The big Japanese automaker, poised to become the biggest car company in the world this year, said it will build a $1.3 billion manufacturing plant near Tupelo, Miss., that will build 150,000 Highlander crossover utility vehicles annually when it opens in 2010.
Toyota said it will employ 2,000 factory workers at a forecast $20 an hour after three years on the job, not counting benefits.
That will bring to eight the number of Toyota's North American plants, capable of manufacturing 2.2 million vehicles a year, equivalent to 86% of the cars and trucks Toyota sold in the USA last year.
The plant is an attempt to keep up with growing U.S. demand. Toyota sales in the USA were up 12.5% last year in a new vehicle market off 2.5% from a year earlier.
Tupelo also is a move to insinuate Toyota so deeply into American culture that it's considered a U.S. company.
That's important, as Toyota's expansion continues to take business from Detroit automakers, potentially engendering resentment and political backlash.
The announcement Tuesday by enthusiastic government and Toyota officials at the Tupelo high school auditorium was a stunning contrast to the cuts announced lately by glum Detroit automakers.
General Motors (GM), Ford Motor (F) and DaimlerChrysler's (DCX) Chrysler Group are trying to shrink to fit their declining share of U.S. sales. Together they plan to ax 86,000 jobs and idle 26 factories by the end of 2009.
Toyota, meantime, says it will add more U.S. plants, if needed.

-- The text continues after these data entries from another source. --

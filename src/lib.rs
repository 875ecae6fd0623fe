//! # warrant-hedge
//!
//! $$
//! C^{\text{mkt}} \xrightarrow{\ \text{Newton}\ } \sigma_{\text{impl}} \xrightarrow{\ \text{BS}\ } (\,W,\ \Delta\,) \xrightarrow{\ \text{rebalance}\ } (n_S,\ n_B)
//! $$
//!
//! Black-Scholes pricing of listed options and warrants, implied volatility by
//! Newton-Raphson and a self-financing delta hedge driven by a quote series.
//!
//! - [`quant::pricing::bsm`]: closed-form prices, delta and vega
//! - [`quant::calibration::implied_vol`]: bounded Newton-Raphson solver
//! - [`quant::instrument`]: option / warrant priced off one observation
//! - [`quant::hedge`]: the replicating portfolio
//! - [`quant::market`]: contract terms, quotes, calendars and quote sources

pub mod quant;

pub use quant::calibration::implied_vol::ImpliedVolSolver;
pub use quant::calibration::implied_vol::ImpliedVolatility;
pub use quant::calibration::implied_vol::SolverConfig;
pub use quant::error::HedgeError;
pub use quant::hedge::HedgeConfig;
pub use quant::hedge::HedgePortfolio;
pub use quant::instrument::Instrument;
pub use quant::instrument::InstrumentKind;
pub use quant::pricing::bsm::BSMPricer;
pub use quant::traits::PricerExt;
pub use quant::OptionType;
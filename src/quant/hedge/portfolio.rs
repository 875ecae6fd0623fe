//! # Hedge Portfolio
//!
//! $$
//! n_S^{(t)} = \Delta_t,\qquad n_B^{(t)} = n_S^{(t-1)} S_t + n_B^{(t-1)} - \Delta_t S_t
//! $$
//!
//! Replicating portfolio for one listed warrant. Holdings start at
//! `(Δ, C - Δ·S)` and every later rebalance moves to the new delta while keeping
//! the pre-rebalance value.
use chrono::NaiveDate;
use tracing::info;

use super::types::HedgeConfig;
use super::types::HedgeState;
use super::types::PortfolioStatus;
use super::types::PortfolioSummary;
use super::types::RebalanceRecord;
use crate::quant::error::HedgeError;
use crate::quant::error::Result;
use crate::quant::instrument::Instrument;
use crate::quant::market::ContractTerms;
use crate::quant::market::Observation;
use crate::quant::market::QuoteSeries;
use crate::quant::market::QuoteSource;
use crate::quant::market::TradingCalendar;
use crate::quant::traits::PricerExt;

pub struct HedgePortfolio<Q, C> {
  source: Q,
  calendar: C,
  config: HedgeConfig,
  terms: ContractTerms,
  series: QuoteSeries,
  state: Option<HedgeState>,
  history: Vec<RebalanceRecord>,
}

impl<Q: QuoteSource, C: TradingCalendar> HedgePortfolio<Q, C> {
  /// Load terms and quotes for `identifier`. The portfolio starts uninitialized.
  pub fn new(source: Q, calendar: C, identifier: &str, config: HedgeConfig) -> Result<Self> {
    let terms = source.fetch_terms(identifier)?;
    let series = source.fetch_series(identifier)?;
    info!(
      identifier,
      strike = terms.strike,
      maturity = %terms.maturity,
      option_type = %terms.option_type,
      entitlement = terms.entitlement,
      quotes = series.len(),
      "hedge portfolio created"
    );

    Ok(Self {
      source,
      calendar,
      config,
      terms,
      series,
      state: None,
      history: Vec::new(),
    })
  }

  pub fn status(&self) -> PortfolioStatus {
    match self.state {
      Some(_) => PortfolioStatus::Active,
      None => PortfolioStatus::Uninitialized,
    }
  }

  pub fn config(&self) -> &HedgeConfig {
    &self.config
  }

  pub fn terms(&self) -> &ContractTerms {
    &self.terms
  }

  pub fn series(&self) -> &QuoteSeries {
    &self.series
  }

  pub fn state(&self) -> Option<&HedgeState> {
    self.state.as_ref()
  }

  pub fn history(&self) -> &[RebalanceRecord] {
    &self.history
  }

  pub fn source(&self) -> &Q {
    &self.source
  }

  pub fn source_mut(&mut self) -> &mut Q {
    &mut self.source
  }

  /// Re-read the quote series from the source.
  pub fn refresh(&mut self) -> Result<()> {
    self.series = self.source.fetch_series(&self.terms.identifier)?;
    Ok(())
  }

  /// Append a quote to the local series, e.g. from a live feed.
  pub fn record_observation(&mut self, observation: Observation) -> Result<()> {
    self.series.push(observation)
  }

  /// Trading-day year fraction from `date` to maturity.
  pub fn tau_at(&self, date: NaiveDate) -> Result<f64> {
    let tau = self.calendar.year_fraction(
      date,
      self.terms.maturity,
      &self.terms.exchange,
      self.config.trading_days_per_year,
    )?;

    if tau <= 0.0 {
      return Err(HedgeError::InvalidInput(format!(
        "no trading days left between {date} and maturity {}",
        self.terms.maturity
      )));
    }

    Ok(tau)
  }

  /// Instrument priced off the quote for `date`, or the latest quote.
  pub fn instrument_at(&self, date: Option<NaiveDate>) -> Result<Instrument> {
    let observation = self.series.resolve(date)?;
    self.instrument_for(observation)
  }

  fn instrument_for(&self, observation: &Observation) -> Result<Instrument> {
    let tau = self.tau_at(observation.date)?;
    Instrument::from_terms(
      &self.terms,
      observation,
      tau,
      self.config.risk_free_rate,
      self.config.solver,
    )
  }

  /// Compute the next holdings without touching the portfolio.
  fn step(&self, observation: &Observation, previous: Option<HedgeState>) -> Result<RebalanceRecord> {
    let instrument = self.instrument_for(observation)?;
    let (model_price, delta) = instrument.value()?;
    let pricer = instrument.pricer()?;

    let (state, value_before) = match previous {
      None => (
        HedgeState::new(delta, observation.quote - delta * observation.spot),
        observation.quote,
      ),
      Some(previous) => (
        previous.rebalanced(delta, observation.spot),
        previous.value(observation.spot),
      ),
    };

    Ok(RebalanceRecord {
      date: observation.date,
      spot: observation.spot,
      quote: observation.quote,
      model_price,
      sigma: instrument.sigma()?,
      delta,
      gamma: pricer.gamma()?,
      theta: pricer.theta()?,
      rho: pricer.rho()?,
      tau: instrument.tau(),
      state,
      value_before,
      value_after: state.value(observation.spot),
    })
  }

  /// Open the hedge at `start_date`, or at the latest quote.
  pub fn initialize(&mut self, start_date: Option<NaiveDate>) -> Result<PortfolioSummary> {
    if self.state.is_some() {
      return Err(HedgeError::InvalidState(
        "portfolio is already initialized, reset it first",
      ));
    }

    let observation = *self.series.resolve(start_date)?;
    let record = self.step(&observation, None)?;
    info!(
      date = %record.date,
      sigma = record.sigma,
      delta = record.delta,
      units_cash = record.state.units_cash,
      "hedge initialized"
    );

    self.state = Some(record.state);
    self.history.push(record);
    self.summary(Some(observation.date))
  }

  /// Rebalance to the delta at the latest quote, financed by the current holdings.
  pub fn update(&mut self) -> Result<PortfolioSummary> {
    let previous = *self
      .state
      .as_ref()
      .ok_or(HedgeError::InvalidState("update called before initialize"))?;

    let observation = *self.series.latest()?;
    let record = self.step(&observation, Some(previous))?;
    info!(
      date = %record.date,
      sigma = record.sigma,
      delta = record.delta,
      value = record.value_before,
      "hedge rebalanced"
    );

    self.state = Some(record.state);
    self.history.push(record);
    self.summary(None)
  }

  /// Holdings and their value at the spot for `date`, or the latest spot.
  pub fn summary(&self, date: Option<NaiveDate>) -> Result<PortfolioSummary> {
    let state = self
      .state
      .as_ref()
      .ok_or(HedgeError::InvalidState("portfolio is not initialized"))?;
    let observation = self.series.resolve(date)?;

    Ok(PortfolioSummary {
      date: observation.date,
      units_underlying: state.units_underlying,
      units_cash: state.units_cash,
      portfolio_value: state.value(observation.spot),
    })
  }

  /// Drop holdings and history; the next call must be [`Self::initialize`].
  pub fn reset(&mut self) {
    self.state = None;
    self.history.clear();
  }
}
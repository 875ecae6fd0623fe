//! # Hedge Types
//!
//! $$
//! V = n_S\,S + n_B
//! $$
//!
//! Configuration, holdings and report containers for [`super::HedgePortfolio`].
use std::fmt;

use chrono::NaiveDate;
use impl_new_derive::ImplNew;

use crate::quant::calibration::implied_vol::SolverConfig;

/// Runtime configuration for [`super::HedgePortfolio`].
#[derive(Clone, Copy, Debug, PartialEq)]
pub struct HedgeConfig {
  /// Risk-free rate used for pricing.
  pub risk_free_rate: f64,
  /// Trading days per year used to turn day counts into year fractions.
  pub trading_days_per_year: f64,
  /// Implied volatility solver settings.
  pub solver: SolverConfig,
}

impl Default for HedgeConfig {
  fn default() -> Self {
    Self {
      risk_free_rate: 0.0,
      trading_days_per_year: 252.0,
      solver: SolverConfig::default(),
    }
  }
}

/// Holdings of the replicating portfolio.
#[derive(ImplNew, Clone, Copy, Debug, Default, PartialEq)]
pub struct HedgeState {
  /// Units of the underlying
  pub units_underlying: f64,
  /// Units of the riskless asset
  pub units_cash: f64,
}

impl HedgeState {
  /// Mark-to-market value at spot `s`.
  #[must_use]
  pub fn value(&self, s: f64) -> f64 {
    self.units_underlying * s + self.units_cash
  }

  /// Holdings after moving to `delta` units of the underlying at spot `s`
  /// without adding or withdrawing capital.
  #[must_use]
  pub fn rebalanced(&self, delta: f64, s: f64) -> Self {
    Self {
      units_underlying: delta,
      units_cash: self.value(s) - delta * s,
    }
  }
}

#[derive(Clone, Copy, Debug, PartialEq, Eq)]
pub enum PortfolioStatus {
  Uninitialized,
  Active,
}

/// Snapshot returned by [`super::HedgePortfolio::summary`].
#[derive(Clone, Copy, Debug, PartialEq)]
pub struct PortfolioSummary {
  pub date: NaiveDate,
  pub units_underlying: f64,
  pub units_cash: f64,
  pub portfolio_value: f64,
}

impl fmt::Display for PortfolioSummary {
  fn fmt(&self, f: &mut fmt::Formatter<'_>) -> fmt::Result {
    writeln!(f, "------Portfolio Summary------")?;
    writeln!(f, "Date: {}", self.date)?;
    writeln!(f, "Stock Units: {}", self.units_underlying)?;
    writeln!(f, "Riskless Units: {}", self.units_cash)?;
    writeln!(f, "Current Portfolio Value: {}", self.portfolio_value)?;
    write!(f, "-----------------------------")
  }
}

/// One initialize or rebalance step.
#[derive(Clone, Copy, Debug, PartialEq)]
pub struct RebalanceRecord {
  pub date: NaiveDate,
  /// Underlying price
  pub spot: f64,
  /// Quoted derivative price
  pub quote: f64,
  /// Model price per derivative unit at the implied volatility
  pub model_price: f64,
  /// Implied volatility
  pub sigma: f64,
  pub delta: f64,
  pub gamma: f64,
  /// Theta per year
  pub theta: f64,
  pub rho: f64,
  /// Time to maturity in years
  pub tau: f64,
  /// Holdings after the step
  pub state: HedgeState,
  /// Value of the previous holdings at `spot` (the quote on initialization)
  pub value_before: f64,
  /// Value of the new holdings at `spot`
  pub value_after: f64,
}

#[cfg(test)]
mod tests {
  use approx::assert_abs_diff_eq;

  use super::*;

  #[test]
  fn rebalance_preserves_value() {
    let state = HedgeState::new(0.4, 12.0);
    let next = state.rebalanced(0.55, 103.0);

    assert_eq!(next.units_underlying, 0.55);
    assert_abs_diff_eq!(next.value(103.0), state.value(103.0), epsilon = 1e-12);
  }

  #[test]
  fn summary_display_lists_holdings() {
    let summary = PortfolioSummary {
      date: NaiveDate::from_ymd_opt(2024, 3, 1).unwrap(),
      units_underlying: 0.5,
      units_cash: -10.0,
      portfolio_value: 40.0,
    };
    let text = summary.to_string();

    assert!(text.contains("Stock Units: 0.5"));
    assert!(text.contains("Riskless Units: -10"));
    assert!(text.contains("Current Portfolio Value: 40"));
  }
}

Mississippi Gov. Haley Barbour praised Toyota as the answer to prayers of officials worried about shrinking employment in the state's furniture industry. Barbour said he was grateful to get the plant for less than the amount that Mississippi spent on incentives to lure Nissan Motor's truck plant to Canton in 2003. Toyota would get $296 million in incentives if the Legislature approves; Nissan got $363 million, according to the Mississippi Development Authority.

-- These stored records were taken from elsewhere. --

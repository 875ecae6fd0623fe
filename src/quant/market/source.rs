use std::collections::HashMap;

use anyhow::anyhow;
use anyhow::Context;

use super::ContractTerms;
use super::Observation;
use super::QuoteSeries;

/// Reference data and quote history for listed derivatives.
pub trait QuoteSource {
  fn fetch_terms(&self, identifier: &str) -> anyhow::Result<ContractTerms>;

  /// Quote history, most recent first.
  fn fetch_series(&self, identifier: &str) -> anyhow::Result<QuoteSeries>;
}

impl<Q: QuoteSource + ?Sized> QuoteSource for &Q {
  fn fetch_terms(&self, identifier: &str) -> anyhow::Result<ContractTerms> {
    (**self).fetch_terms(identifier)
  }

  fn fetch_series(&self, identifier: &str) -> anyhow::Result<QuoteSeries> {
    (**self).fetch_series(identifier)
  }
}

/// Quote source backed by maps, keyed by listing code.
#[derive(Clone, Debug, Default)]
pub struct InMemoryQuoteSource {
  terms: HashMap<String, ContractTerms>,
  series: HashMap<String, QuoteSeries>,
}

impl InMemoryQuoteSource {
  pub fn new() -> Self {
    Self::default()
  }

  /// Register an instrument, replacing any previous entry with the same identifier.
  pub fn insert(&mut self, terms: ContractTerms, series: QuoteSeries) {
    self.series.insert(terms.identifier.clone(), series);
    self.terms.insert(terms.identifier.clone(), terms);
  }

  pub fn push_observation(&mut self, identifier: &str, observation: Observation) -> anyhow::Result<()> {
    let series = self
      .series
      .get_mut(identifier)
      .ok_or_else(|| anyhow!("unknown instrument {identifier}"))?;
    series
      .push(observation)
      .with_context(|| format!("appending quote to {identifier}"))
  }
}

impl QuoteSource for InMemoryQuoteSource {
  fn fetch_terms(&self, identifier: &str) -> anyhow::Result<ContractTerms> {
    self
      .terms
      .get(identifier)
      .cloned()
      .ok_or_else(|| anyhow!("no contract terms for {identifier}"))
  }

  fn fetch_series(&self, identifier: &str) -> anyhow::Result<QuoteSeries> {
    self
      .series
      .get(identifier)
      .cloned()
      .ok_or_else(|| anyhow!("no quote series for {identifier}"))
  }
}
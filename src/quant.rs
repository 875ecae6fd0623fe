use std::fmt::Display;

pub mod calibration;
pub mod error;
pub mod hedge;
pub mod instrument;
pub mod market;
pub mod pricing;
pub mod traits;

/// Option type.
#[derive(Default, Clone, Copy, PartialEq, Eq, Debug, Hash)]
pub enum OptionType {
  #[default]
  Call,
  Put,
}

impl Display for OptionType {
  fn fmt(&self, f: &mut std::fmt::Formatter<'_>) -> std::fmt::Result {
    match self {
      OptionType::Call => write!(f, "Call"),
      OptionType::Put => write!(f, "Put"),
    }
  }
}
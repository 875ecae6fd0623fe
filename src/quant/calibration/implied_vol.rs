//! # Implied Volatility
//!
//! $$
//! \sigma_{i+1}=\sigma_i-\frac{C^{\text{BS}}(\sigma_i)-C^{\text{mkt}}}{\mathcal V(\sigma_i)}
//! $$
//!
//! Newton-Raphson on the rounded Black-Scholes price with the unrounded vega as
//! the derivative. The loop is bounded by [`SolverConfig::max_iterations`] and
//! reports whether it stopped on the tolerance or on the iteration cap.
use impl_new_derive::ImplNew;
use rayon::prelude::*;
use tracing::debug;
use tracing::trace;
use tracing::warn;

use crate::quant::error::ensure_positive;
use crate::quant::error::HedgeError;
use crate::quant::error::Result;
use crate::quant::pricing::bsm::BSMPricer;
use crate::quant::traits::PricerExt;
use crate::quant::OptionType;

/// Runtime configuration for [`ImpliedVolSolver`].
#[derive(Clone, Copy, Debug, PartialEq)]
pub struct SolverConfig {
  /// Absolute price tolerance that ends the iteration.
  pub tolerance: f64,
  /// Upper bound on Newton updates.
  pub max_iterations: usize,
  /// Starting sigma.
  pub initial_guess: f64,
  /// Vega below this is treated as a flat objective.
  pub min_vega: f64,
  /// Turn [`ImpliedVolatility::MaxIterationsExceeded`] into an error for instrument callers.
  pub strict: bool,
}

impl Default for SolverConfig {
  fn default() -> Self {
    Self {
      tolerance: 1e-4,
      max_iterations: 100,
      initial_guess: 0.3,
      min_vega: 1e-8,
      strict: false,
    }
  }
}

/// Outcome of a bounded Newton-Raphson run.
#[derive(Clone, Copy, Debug, PartialEq)]
pub enum ImpliedVolatility {
  /// `|price(sigma) - observed| < tolerance` after `iterations` updates.
  Converged { sigma: f64, iterations: usize },
  /// The iteration cap was hit; `sigma` is the last estimate.
  MaxIterationsExceeded { sigma: f64, iterations: usize },
}

impl ImpliedVolatility {
  pub fn sigma(&self) -> f64 {
    match *self {
      Self::Converged { sigma, .. } | Self::MaxIterationsExceeded { sigma, .. } => sigma,
    }
  }

  pub fn iterations(&self) -> usize {
    match *self {
      Self::Converged { iterations, .. } | Self::MaxIterationsExceeded { iterations, .. } => {
        iterations
      }
    }
  }

  pub fn is_converged(&self) -> bool {
    matches!(self, Self::Converged { .. })
  }

  /// Accept the estimate, or refuse an unconverged one.
  pub fn into_converged(self) -> Result<f64> {
    match self {
      Self::Converged { sigma, .. } => Ok(sigma),
      Self::MaxIterationsExceeded { sigma, iterations } => {
        Err(HedgeError::MaxIterationsExceeded { sigma, iterations })
      }
    }
  }
}

/// One independent implied volatility problem.
#[derive(ImplNew, Clone, Copy, Debug)]
pub struct ImpliedVolRequest {
  /// Observed option price
  pub observed_price: f64,
  /// Underlying price
  pub s: f64,
  /// Strike price
  pub k: f64,
  /// Time to maturity in years
  pub tau: f64,
  /// Risk-free rate
  pub r: f64,
  /// Option type
  pub option_type: OptionType,
}

#[derive(Clone, Copy, Debug, Default)]
pub struct ImpliedVolSolver {
  config: SolverConfig,
}

impl ImpliedVolSolver {
  pub fn new(config: SolverConfig) -> Self {
    Self { config }
  }

  pub fn config(&self) -> &SolverConfig {
    &self.config
  }

  /// Solve for the volatility that reproduces `observed_price`.
  ///
  /// Errors with [`HedgeError::InvalidInput`] for bad inputs and
  /// [`HedgeError::NumericalDivergence`] when vega vanishes or sigma leaves `(0, ∞)`.
  pub fn solve(
    &self,
    observed_price: f64,
    s: f64,
    k: f64,
    tau: f64,
    r: f64,
    option_type: OptionType,
  ) -> Result<ImpliedVolatility> {
    ensure_positive("observed price", observed_price)?;
    ensure_positive("initial volatility guess", self.config.initial_guess)?;

    let mut sigma = self.config.initial_guess;

    for iteration in 0..self.config.max_iterations {
      let pricer = BSMPricer::new(s, sigma, k, r, tau, option_type);
      let diff = pricer.price()? - observed_price;
      trace!(iteration, sigma, diff, "newton step");

      if diff.abs() < self.config.tolerance {
        debug!(sigma, iterations = iteration, "implied volatility converged");
        return Ok(ImpliedVolatility::Converged {
          sigma,
          iterations: iteration,
        });
      }

      let vega = pricer.vega()?;
      if !vega.is_finite() || vega < self.config.min_vega {
        return Err(HedgeError::NumericalDivergence {
          iterations: iteration,
          reason: format!("vega {vega:e} at sigma {sigma} is below {:e}", self.config.min_vega),
        });
      }

      sigma -= diff / vega;
      if !sigma.is_finite() || sigma <= 0.0 {
        return Err(HedgeError::NumericalDivergence {
          iterations: iteration + 1,
          reason: format!("sigma estimate moved to {sigma}"),
        });
      }
    }

    warn!(
      sigma,
      max_iterations = self.config.max_iterations,
      "implied volatility did not converge"
    );
    Ok(ImpliedVolatility::MaxIterationsExceeded {
      sigma,
      iterations: self.config.max_iterations,
    })
  }

  pub fn solve_request(&self, request: &ImpliedVolRequest) -> Result<ImpliedVolatility> {
    self.solve(
      request.observed_price,
      request.s,
      request.k,
      request.tau,
      request.r,
      request.option_type,
    )
  }

  /// Solve independent requests in parallel. Results keep the input order.
  pub fn solve_batch(&self, requests: &[ImpliedVolRequest]) -> Vec<Result<ImpliedVolatility>> {
    requests
      .par_iter()
      .map(|request| self.solve_request(request))
      .collect()
  }
}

Sen. Trent Lott, R-Miss., thanked Toyota at the news conference for the economic boost the plant will provide. "When you're our constituent, we are warriors on your behalf, and I can assure you we will look after your interests," he said.

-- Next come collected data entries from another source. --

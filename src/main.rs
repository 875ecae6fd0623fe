use std::env;

use anyhow::Context;
use anyhow::Result;
use chrono::NaiveDate;
use prettytable::row;
use prettytable::Table;
use rand::rngs::StdRng;
use rand::SeedableRng;
use rand_distr::Distribution;
use rand_distr::StandardNormal;
use tracing::info;
use tracing_subscriber::EnvFilter;
use warrant_hedge::quant::hedge::RebalanceRecord;
use warrant_hedge::quant::market::ContractTerms;
use warrant_hedge::quant::market::InMemoryQuoteSource;
use warrant_hedge::quant::market::Observation;
use warrant_hedge::quant::market::QuoteSeries;
use warrant_hedge::quant::market::TradingCalendar;
use warrant_hedge::quant::market::WeekdayCalendar;
use warrant_hedge::BSMPricer;
use warrant_hedge::HedgeConfig;
use warrant_hedge::HedgePortfolio;
use warrant_hedge::OptionType;
use warrant_hedge::PricerExt;

const IDENTIFIER: &str = "DEMO1";
const TRADING_DAYS: usize = 40;
const SPOT: f64 = 100.0;
const SIGMA: f64 = 0.25;
const SEED: u64 = 42;

fn main() -> Result<()> {
  tracing_subscriber::fmt()
    .with_env_filter(EnvFilter::try_from_default_env().unwrap_or_else(|_| EnvFilter::new("info")))
    .init();

  let risk_free_rate = match env::var("HEDGE_RISK_FREE") {
    Ok(raw) => raw
      .parse::<f64>()
      .with_context(|| format!("HEDGE_RISK_FREE={raw} is not a number"))?,
    Err(_) => 0.02,
  };
  let config = HedgeConfig {
    risk_free_rate,
    ..HedgeConfig::default()
  };

  let start = NaiveDate::from_ymd_opt(2024, 3, 1).context("invalid start date")?;
  let maturity = NaiveDate::from_ymd_opt(2024, 12, 31).context("invalid maturity")?;
  let terms = ContractTerms::new(IDENTIFIER, 105.0, maturity, OptionType::Call, 10.0)?;
  let calendar = WeekdayCalendar::new();
  let observations = simulate_quotes(&terms, &calendar, start, &config)?;
  info!(quotes = observations.len(), "simulated warrant quotes");

  let mut source = InMemoryQuoteSource::new();
  source.insert(terms, QuoteSeries::new(vec![observations[0]])?);

  let mut portfolio = HedgePortfolio::new(source, calendar, IDENTIFIER, config)?;
  portfolio.initialize(None)?;
  for observation in &observations[1..] {
    portfolio.record_observation(*observation)?;
    portfolio.update()?;
  }

  print_history(portfolio.history());
  println!("{}", portfolio.summary(None)?);

  Ok(())
}

/// GBM path for the underlying with quotes from the unscaled model, rounded to the tick.
fn simulate_quotes(
  terms: &ContractTerms,
  calendar: &WeekdayCalendar,
  start: NaiveDate,
  config: &HedgeConfig,
) -> Result<Vec<Observation>> {
  let mut rng = StdRng::seed_from_u64(SEED);
  let dt = 1.0 / config.trading_days_per_year;
  let drift = (config.risk_free_rate - 0.5 * SIGMA * SIGMA) * dt;
  let mut spot = SPOT;
  let mut observations = Vec::with_capacity(TRADING_DAYS);

  for date in calendar.trading_days_from(start).take(TRADING_DAYS) {
    let tau = calendar.year_fraction(
      date,
      terms.maturity,
      &terms.exchange,
      config.trading_days_per_year,
    )?;
    let raw = BSMPricer::new(
      spot,
      SIGMA,
      terms.strike,
      config.risk_free_rate,
      tau,
      terms.option_type,
    )
    .price()?;
    let quote = (raw * 1000.0).round() / 1000.0;
    observations.push(Observation::new(date, spot, quote)?);

    let z: f64 = StandardNormal.sample(&mut rng);
    spot *= (drift + SIGMA * dt.sqrt() * z).exp();
  }

  Ok(observations)
}

fn print_history(history: &[RebalanceRecord]) {
  let mut table = Table::new();
  table.add_row(row![
    "Date",
    "Spot",
    "Quote",
    "Model",
    "Sigma",
    "Delta",
    "Stock Units",
    "Riskless Units",
    "Value"
  ]);

  for record in history {
    table.add_row(row![
      record.date,
      format!("{:.3}", record.spot),
      format!("{:.3}", record.quote),
      format!("{:.4}", record.model_price),
      format!("{:.4}", record.sigma),
      format!("{:.4}", record.delta),
      format!("{:.4}", record.state.units_underlying),
      format!("{:.4}", record.state.units_cash),
      format!("{:.4}", record.value_after)
    ]);
  }

  table.printstd();
}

Toyota is an immigrant, not a foreigner, Jim Press, president of Toyota Motor North America, said in a speech in Chicago earlier this month. Immigrants "brought something of value," Press said. "At some point, they are assimilated and cease to be immigrants. In a way, that parallels our company," he said, laying out Toyota's agenda.
Toyota overtook DaimlerChrysler last year to become the No. 3 car company in the USA. It could overtake Ford to become No. 2 this year. Its global production plans would push it past GM as biggest car company in the world this year. In the USA, GM still sells about 60% more vehicles than Toyota.
Foreign-based car companies, including Toyota, operate a total of 13 vehicle-assembly plants in the USA. Most are in southern states, where unions are less likely to organize plant workers than in the industrial heartland, where Detroit's automakers are based. Legally, the workers, not the plant management, decide whether to unionize.
Highlander is a car-based crossover utility vehicle, a category that's booming even as sales of truck-based sport-utilities collapse.
Last year, Toyota sold 129,794 Highlanders in the USA, 24% of them hybrids, according to sales tracker Autodata. All those Highlanders were imported from Japan.
The automaker didn't say whether the hybrid version would also be built in Tupelo.
Toyota has a history of announcing expansions of its North American plants even before they're completed. Spokesman Daniel Sieger wouldn't predict whether that would happen in this case. "We're just talking about 150,000 Highlanders and 2,000 employees," he said.